The first energy system is called the ATP-CP system

It is called upon during extremely short and intense bouts of exercise (e.g., weight training, sprinting, and jumping). It works by repeatedly breaking down ATP (the basic currency of energy in the body) and rebuilding ATP using CP (creatine phosphate). During repeated maximal contractions, fatigue coincides with CP depletion.

The other two energy systems are called into play during exercises that last longer than 30 seconds. They are known as:

  1. anaerobic (or glycolytic)
  2. and aerobic (or oxidative)

These energy systems are very dependent on the availability of glycogen (the stored form of glucose-sugar). As with CP use, the rate of glycogen depletion is controlled by the intensity (i.e., how hard you train) of the exercise.

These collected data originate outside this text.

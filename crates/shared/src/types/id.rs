//! Typed numeric IDs for type-safe entity references.
//!
//! Account numbers, record ids and scheduled transfer ids are all plain
//! integers in storage. Wrapping them prevents passing a `ScheduledTransferId`
//! where an `AccountNumber` is expected.

use serde::{Deserialize, Serialize};

/// Macro to generate typed numeric ID wrappers.
macro_rules! numeric_id {
    ($name:ident, $doc:expr) => {
        #[doc = $doc]
        #[derive(
            Debug, Clone, Copy, PartialEq, Eq, PartialOrd, Ord, Hash, Serialize, Deserialize,
        )]
        #[serde(transparent)]
        pub struct $name(pub i64);

        impl $name {
            /// Creates an ID from a raw storage value.
            #[must_use]
            pub const fn new(value: i64) -> Self {
                Self(value)
            }

            /// Returns the raw storage value.
            #[must_use]
            pub const fn get(self) -> i64 {
                self.0
            }
        }

        impl From<i64> for $name {
            fn from(value: i64) -> Self {
                Self(value)
            }
        }

        impl From<$name> for i64 {
            fn from(id: $name) -> Self {
                id.0
            }
        }

        impl std::fmt::Display for $name {
            fn fmt(&self, f: &mut std::fmt::Formatter<'_>) -> std::fmt::Result {
                write!(f, "{}", self.0)
            }
        }

        impl std::str::FromStr for $name {
            type Err = std::num::ParseIntError;

            fn from_str(s: &str) -> Result<Self, Self::Err> {
                Ok(Self(s.trim().parse()?))
            }
        }
    };
}

numeric_id!(AccountNumber, "Bank account number.");
numeric_id!(UserId, "Identifier of the customer owning an account.");
numeric_id!(
    TransactionRecordId,
    "Identifier of an audit record. Valid ids start at 1 000 000 000."
);
numeric_id!(ScheduledTransferId, "Identifier of a scheduled transfer.");

impl TransactionRecordId {
    /// First identifier handed out for audit records.
    pub const FIRST: Self = Self(1_000_000_000);

    /// Returns true if the value lies in the range assigned to audit records.
    #[must_use]
    pub const fn is_valid(self) -> bool {
        self.0 >= Self::FIRST.0
    }
}
//! Concurrency primitives used by connections and request groups.
//!
//! # Responsibilities
//! - `counter.rs`: atomic count of requests submitted but not yet answered
//! - `mailbox.rs`: unbounded single-consumer queue feeding a worker task
//!
//! # Design Decisions
//! - Every mutable structure has exactly one owning task; other tasks talk
//!   to it through a mailbox, never through shared locks
//! - Producers never block, so `post()` is safe to call from any context

pub mod counter;
pub mod mailbox;

pub use counter::Counter;
pub use mailbox::{mailbox, Mailbox, MailboxSender};
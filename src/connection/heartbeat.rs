//! Heartbeat scheduling for half-open connection detection.

use std::time::Duration;

use tokio::time::Instant;

/// What the worker should do when the heartbeat deadline passes.
#[derive(Debug, Clone, Copy, PartialEq, Eq)]
pub(crate) enum Beat {
    /// Send a PING with this payload.
    Send([u8; 8]),
    /// The outstanding PING was not acknowledged in time.
    Expired,
    /// Nothing due yet.
    Idle,
}

/// PING schedule for one connected session.
///
/// Holds no timer itself; the worker sleeps until [`Heartbeat::deadline`]
/// and then calls [`Heartbeat::poll`].
#[derive(Debug)]
pub(crate) struct Heartbeat {
    interval: Duration,
    timeout: Duration,
    next_ping: Option<Instant>,
    outstanding: Option<([u8; 8], Instant)>,
}

impl Heartbeat {
    pub(crate) fn new(interval: Duration, timeout: Duration) -> Self {
        Self {
            interval,
            timeout,
            next_ping: None,
            outstanding: None,
        }
    }

    pub(crate) fn start(&mut self, now: Instant) {
        self.next_ping = Some(now + self.interval);
        self.outstanding = None;
    }

    pub(crate) fn stop(&mut self) {
        self.next_ping = None;
        self.outstanding = None;
    }

    pub(crate) fn is_running(&self) -> bool {
        self.next_ping.is_some()
    }

    pub(crate) fn timeout(&self) -> Duration {
        self.timeout
    }

    /// Earliest instant at which [`Heartbeat::poll`] has work to do.
    pub(crate) fn deadline(&self) -> Option<Instant> {
        match (self.next_ping, self.outstanding) {
            (Some(next), Some((_, expiry))) => Some(next.min(expiry)),
            (next, outstanding) => next.or(outstanding.map(|(_, expiry)| expiry)),
        }
    }

    pub(crate) fn poll(&mut self, now: Instant) -> Beat {
        if let Some((_, expiry)) = self.outstanding {
            if now >= expiry {
                self.stop();
                return Beat::Expired;
            }
        }
        match self.next_ping {
            Some(at) if now >= at => {
                self.next_ping = Some(now + self.interval);
                if self.outstanding.is_some() {
                    return Beat::Idle;
                }
                let payload: [u8; 8] = rand::random();
                self.outstanding = Some((payload, now + self.timeout));
                Beat::Send(payload)
            }
            _ => Beat::Idle,
        }
    }

    /// Record a PING acknowledgement. Returns `true` if it answered the
    /// outstanding heartbeat.
    pub(crate) fn on_pong(&mut self, payload: [u8; 8]) -> bool {
        match self.outstanding {
            Some((expected, _)) if expected == payload => {
                self.outstanding = None;
                true
            }
            _ => false,
        }
    }
}
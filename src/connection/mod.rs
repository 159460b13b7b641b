//! Persistent HTTP/2 connections to the push gateway.
//!
//! # Data Flow
//! ```text
//! Connection::post(request)
//!     → mailbox (Command::Post, never blocks)
//!     → worker.rs queue
//!     → drain while active streams < peer limit
//!         → Session::open_stream + send (HEADERS, DATA + END_STREAM)
//!     → transport write
//!
//! transport read
//!     → Session::feed
//!     → SessionEvent::{Headers, Data, StreamClosed}
//!     → Response assembled per stream
//!     → Delegate::handle_response(response, context)
//!     → in-flight counter decremented, queue drained again
//! ```
//!
//! # Responsibilities
//! - Connect with bounded linear backoff (state.rs, resilience::backoff)
//! - Keep concurrently open streams within the peer's advertised limit
//! - Detect half-open connections by PING (heartbeat.rs)
//! - Propagate fatal faults to the pool monitor
//! - Spread requests over interchangeable connections (pool.rs)
//!
//! # Design Decisions
//! - One worker task per connection owns the socket, session and queue;
//!   handles only send commands
//! - Socket reads and writes are both branches of the worker's select
//!   loop; a peer that stops reading cannot hold off deadlines or commands
//! - Queued and in-flight requests are discarded on disconnect or fault,
//!   except after a graceful GOAWAY, where unaccepted streams are requeued
//! - Protocol errors close the connection without retrying
//! - Dropping the last handle stops the worker and closes the socket

mod heartbeat;
pub mod pool;
pub mod request;
pub mod response;
pub mod state;
mod worker;

use std::fmt;
use std::sync::Arc;
use std::time::Duration;

use tokio::sync::{oneshot, watch};

use crate::config::ConnectionConfig;
use crate::error::{Deadline, Error, Result, SubmissionError};
use crate::monitor::Monitor;
use crate::net::{Connector, Endpoint};
use crate::threading::{mailbox, Counter, MailboxSender};

pub use pool::ConnectionPool;
pub use request::{Context, Delegate, Request, CORRELATION_HEADER};
pub use response::{ErrorBody, Response, STATUS_CODES};
pub use state::{ConnectionId, ConnectionState};

use worker::{Command, Worker};

/// Handle to a connection worker. Cheap to clone.
#[derive(Clone)]
pub struct Connection {
    id: ConnectionId,
    endpoint: Endpoint,
    commands: MailboxSender<Command>,
    state: watch::Receiver<ConnectionState>,
    in_flight: Counter,
    ping_timeout: Duration,
}

impl Connection {
    /// Spawn the worker for a new, disconnected connection.
    ///
    /// Must be called from within a tokio runtime.
    pub fn new(
        endpoint: Endpoint,
        connector: Arc<dyn Connector>,
        config: &ConnectionConfig,
        monitor: Monitor,
    ) -> Self {
        let id = ConnectionId::next();
        let (commands, inbox) = mailbox();
        let (state_tx, state) = watch::channel(ConnectionState::Disconnected);
        let in_flight = Counter::new();

        let worker = Worker::new(
            id,
            endpoint.clone(),
            connector,
            config.clone(),
            monitor,
            state_tx,
            in_flight.clone(),
            inbox,
        );
        tokio::spawn(worker.run());

        Self {
            id,
            endpoint,
            commands,
            state,
            in_flight,
            ping_timeout: config.heartbeat_timeout(),
        }
    }

    pub fn id(&self) -> ConnectionId {
        self.id
    }

    pub fn endpoint(&self) -> &Endpoint {
        &self.endpoint
    }

    /// Start connecting. Does nothing if already connecting or connected.
    pub fn connect(&self) -> Result<()> {
        self.submit(Command::Connect)
    }

    /// Close the transport and drop queued requests. Resolves once the
    /// connection is disconnected.
    pub async fn disconnect(&self) -> Result<()> {
        let (ack, done) = oneshot::channel();
        self.submit(Command::Disconnect { ack })?;
        done.await.map_err(|_| Error::WorkerStopped)
    }

    /// Disconnect and stop the worker. Later calls on any clone of this
    /// handle fail with [`Error::WorkerStopped`].
    pub async fn shutdown(&self) -> Result<()> {
        let (ack, done) = oneshot::channel();
        self.submit(Command::Shutdown { ack })?;
        done.await.map_err(|_| Error::WorkerStopped)
    }

    /// Queue a request. Never blocks; the response reaches the request's
    /// delegate on the worker task.
    pub fn post(&self, request: Request) -> Result<()> {
        if request.delegate().is_none() {
            return Err(SubmissionError::MissingDelegate.into());
        }
        self.in_flight.increment();
        if self.commands.send(Command::Post(request)).is_err() {
            self.in_flight.decrement();
            return Err(Error::WorkerStopped);
        }
        Ok(())
    }

    /// Send a PING and wait for its acknowledgement, bounded by the
    /// heartbeat timeout.
    pub async fn ping(&self) -> Result<()> {
        let (reply, pong) = oneshot::channel();
        self.submit(Command::Ping { reply })?;
        match tokio::time::timeout(self.ping_timeout, pong).await {
            Ok(Ok(result)) => result,
            Ok(Err(_)) => Err(Error::WorkerStopped),
            Err(_) => Err(Error::TimedOut {
                deadline: Deadline::Ping,
                after: self.ping_timeout,
            }),
        }
    }

    /// Whether the peer acknowledges a PING within `timeout`.
    pub async fn is_alive(&self, timeout: Duration) -> bool {
        matches!(tokio::time::timeout(timeout, self.ping()).await, Ok(Ok(())))
    }

    /// Wait until the connection reaches [`ConnectionState::Connected`].
    pub async fn wait_connected(&self, timeout: Duration) -> Result<()> {
        let mut state = self.state.clone();
        let waited = tokio::time::timeout(timeout, state.wait_for(|s| *s == ConnectionState::Connected))
            .await
            .map(|reached| reached.map(|_| ()));
        match waited {
            Ok(Ok(())) => Ok(()),
            Ok(Err(_)) => Err(Error::WorkerStopped),
            Err(_) => Err(Error::TimedOut {
                deadline: Deadline::Connect,
                after: timeout,
            }),
        }
    }

    pub fn state(&self) -> ConnectionState {
        *self.state.borrow()
    }

    pub fn is_connected(&self) -> bool {
        self.state() == ConnectionState::Connected
    }

    /// Requests posted and not yet answered or discarded.
    pub fn in_flight(&self) -> usize {
        self.in_flight.value()
    }

    /// Receiver of the latest state. Transitions made within one worker
    /// turn are coalesced, so intermediate states may never be seen.
    pub fn subscribe_state(&self) -> watch::Receiver<ConnectionState> {
        self.state.clone()
    }

    fn submit(&self, command: Command) -> Result<()> {
        self.commands.send(command).map_err(|_| Error::WorkerStopped)
    }
}

impl fmt::Debug for Connection {
    fn fmt(&self, f: &mut fmt::Formatter<'_>) -> fmt::Result {
        f.debug_struct("Connection")
            .field("id", &self.id)
            .field("endpoint", &self.endpoint)
            .field("state", &self.state())
            .field("in_flight", &self.in_flight())
            .finish()
    }
}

First Example: During sprinting

During sprinting, muscle glycogen may be used 35 to 40 times faster than during walking. Glycogen depletion and hypoglycemia (low blood sugar) limit performance in activities lasting longer than 30 minutes. Long-distance runners often speak of "bonking" or "hitting the wall." This refers to a perceived fatigue usually related to glycogen depletion. At this point, the body begins to use other forms of energy, such as fat and protein (which are not as efficient sources, thus making it harder to sustain energy levels).

2nd Example: During high-intensity anaerobic exercise

During sprinting and weight training for example, our bodies produce metabolic byproducts such as lactic acid and CO2. As these accumulate in our bodies, our ability to maintain the duration and intensity of exercise diminishes. And when they finally reach a point of saturation, our muscle capacity comes to a screeching halt. This is often referred to as the "burn," whereby the muscle feels like it’s on fire: signaling you to stop.

Even if it sounds like some fairly complex processes -which they are, so here are a few instances you can surely relate to; they will help clarify how these energy systems work in our bodies, and more importantly: how we can assist our bodies to increase their output and delay (or temporarily overcome) the onset of muscle fatigue.

With this information at hand, you’re now armed with practical, safe, scientifically sound methods to overcome muscle fatigue. Though, you’ll be able to train harder (possibly even longer) and to become stronger, both mentally and physically: making every workout that much better.